• [Input]:
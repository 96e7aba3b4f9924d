//! Live forwarding of newly verified contracts to the verification API.

use crate::error::{SyncError, SyncResult};
use crate::submitter::Submitter;
use tokio_util::sync::CancellationToken;
use versync_core::config::ForwardConfig;
use versync_core::{RetryPolicy, SyncStatus, VerifiedContractNotification};
use versync_store::NotificationFeed;

/// Outcome of handling one notification.
#[derive(Debug, Clone, Copy, PartialEq, Eq)]
pub enum Forwarded {
    /// Written by this system; no API call was made.
    SelfOrigin,
    /// Handed to the submitter; carries the resulting sync status.
    Submitted(SyncStatus),
}

/// Subscribes to the notification channel and submits every foreign record.
pub struct Forwarder {
    submitter: Submitter,
    config: ForwardConfig,
}

impl Forwarder {
    pub fn new(submitter: Submitter, config: ForwardConfig) -> Self {
        Self { submitter, config }
    }

    fn retry(&self) -> &RetryPolicy {
        self.submitter.retry()
    }

    /// Handle one raw notification payload.
    pub async fn handle(&self, payload: &str) -> SyncResult<Forwarded> {
        let notification = VerifiedContractNotification::parse(payload)?;
        if notification.is_self_origin(&self.config.self_provenance) {
            tracing::debug!(
                verified_contract_id = notification.id,
                created_by = %notification.created_by,
                "Ignoring self-originated notification"
            );
            return Ok(Forwarded::SelfOrigin);
        }

        tracing::info!(
            verified_contract_id = notification.id,
            created_by = %notification.created_by,
            "Forwarding verified contract"
        );
        let status = self.submitter.submit(notification.id).await?;
        Ok(Forwarded::Submitted(status))
    }

    /// [`Forwarder::handle`] bounded by the configured handler timeout.
    pub async fn handle_with_timeout(&self, payload: &str) -> SyncResult<Forwarded> {
        let timeout = self.config.handler_timeout();
        match tokio::time::timeout(timeout, self.handle(payload)).await {
            Ok(result) => result,
            Err(_) => Err(SyncError::Timeout(timeout.as_secs())),
        }
    }

    async fn subscribe_with_retry(&self) -> SyncResult<Box<dyn NotificationFeed>> {
        let mut attempt = 0;
        loop {
            attempt += 1;
            match self.submitter.store().subscribe(&self.config.channel).await {
                Ok(feed) => {
                    tracing::info!(channel = %self.config.channel, "Subscribed to notifications");
                    return Ok(feed);
                }
                Err(e) if e.is_connection() && self.retry().should_retry(attempt) => {
                    let delay = self.retry().backoff(attempt);
                    tracing::warn!(
                        channel = %self.config.channel,
                        attempt,
                        delay_ms = delay.as_millis() as u64,
                        error = %e,
                        "Subscription failed, retrying"
                    );
                    tokio::time::sleep(delay).await;
                }
                Err(e) => return Err(SyncError::Feed(e.to_string())),
            }
        }
    }

    /// Subscribe and forward until shutdown or an unrecoverable feed error.
    pub async fn run(&self, shutdown: CancellationToken) -> SyncResult<()> {
        let feed = self.subscribe_with_retry().await?;
        self.listen(feed, shutdown).await
    }

    /// Forward notifications from `feed`.
    ///
    /// Handler errors are logged and the subscription continues. Consecutive
    /// feed errors are retried under the retry policy, re-subscribing each time.
    pub async fn listen(
        &self,
        mut feed: Box<dyn NotificationFeed>,
        shutdown: CancellationToken,
    ) -> SyncResult<()> {
        let mut failures = 0;

        loop {
            let received = tokio::select! {
                _ = shutdown.cancelled() => {
                    tracing::info!("Shutdown requested, closing subscription");
                    break;
                }
                received = feed.recv() => received,
            };

            let payload = match received {
                Ok(payload) => {
                    failures = 0;
                    payload
                }
                Err(e) => {
                    failures += 1;
                    if let Err(close_err) = feed.close().await {
                        tracing::debug!(error = %close_err, "Failed to close broken subscription");
                    }
                    if !self.retry().should_retry(failures) {
                        tracing::error!(failures, error = %e, "Notification feed failed, giving up");
                        return Err(SyncError::Feed(e.to_string()));
                    }
                    let delay = self.retry().backoff(failures);
                    tracing::warn!(
                        failures,
                        delay_ms = delay.as_millis() as u64,
                        error = %e,
                        "Notification feed error, re-subscribing"
                    );
                    tokio::select! {
                        _ = shutdown.cancelled() => return Ok(()),
                        _ = tokio::time::sleep(delay) => {}
                    }
                    feed = self.subscribe_with_retry().await?;
                    continue;
                }
            };

            match self.handle_with_timeout(&payload).await {
                Ok(Forwarded::SelfOrigin) => {}
                Ok(Forwarded::Submitted(status)) => {
                    tracing::debug!(status = %status, "Notification handled");
                }
                Err(e) => {
                    tracing::error!(error = %e, payload = %payload, "Failed to handle notification");
                }
            }
        }

        if let Err(e) = feed.close().await {
            tracing::warn!(error = %e, "Failed to close subscription");
        }
        Ok(())
    }
}
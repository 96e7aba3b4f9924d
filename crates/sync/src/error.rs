//! Sync engine error types.

use crate::verifier::VerifierError;
use thiserror::Error;
use versync_store::StoreError;

/// Errors raised by the sync pipelines.
#[derive(Debug, Error)]
pub enum SyncError {
    #[error("store error: {0}")]
    Store(#[from] StoreError),

    #[error("verifier error: {0}")]
    Verifier(#[from] VerifierError),

    #[error("checkpoint error: {0}")]
    Checkpoint(#[from] CheckpointError),

    #[error(transparent)]
    Domain(#[from] versync_core::Error),

    /// Record exists but cannot be processed (missing code, null creation hash).
    #[error("invalid record {verified_contract_id}: {reason}")]
    InvalidRecord {
        verified_contract_id: i64,
        reason: String,
    },

    #[error("handler timed out after {0}s")]
    Timeout(u64),

    #[error("notification feed failed: {0}")]
    Feed(String),
}

/// Checkpoint persistence errors.
#[derive(Debug, Error)]
pub enum CheckpointError {
    #[error("io error on {path}: {source}")]
    Io {
        path: String,
        #[source]
        source: std::io::Error,
    },

    #[error("corrupt checkpoint {path}: {content:?}")]
    Corrupt { path: String, content: String },

    /// Saving a cursor lower than the last saved one.
    #[error("checkpoint regression: {current} -> {attempted}")]
    CheckpointRegression { current: i64, attempted: i64 },
}

/// Result type for sync operations.
pub type SyncResult<T> = std::result::Result<T, SyncError>;

impl SyncError {
    pub(crate) fn invalid_record(verified_contract_id: i64, reason: impl Into<String>) -> Self {
        Self::InvalidRecord {
            verified_contract_id,
            reason: reason.into(),
        }
    }
}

• [Work to be completed]: From the entries above, return each line with the word "async" in it.

• [Finished task]:
    pub async fn handle(&self, payload: &str) -> SyncResult<Forwarded> {
    pub async fn handle_with_timeout(&self, payload: &str) -> SyncResult<Forwarded> {
    async fn subscribe_with_retry(&self) -> SyncResult<Box<dyn NotificationFeed>> {
    pub async fn run(&self, shutdown: CancellationToken) -> SyncResult<()> {
    pub async fn listen(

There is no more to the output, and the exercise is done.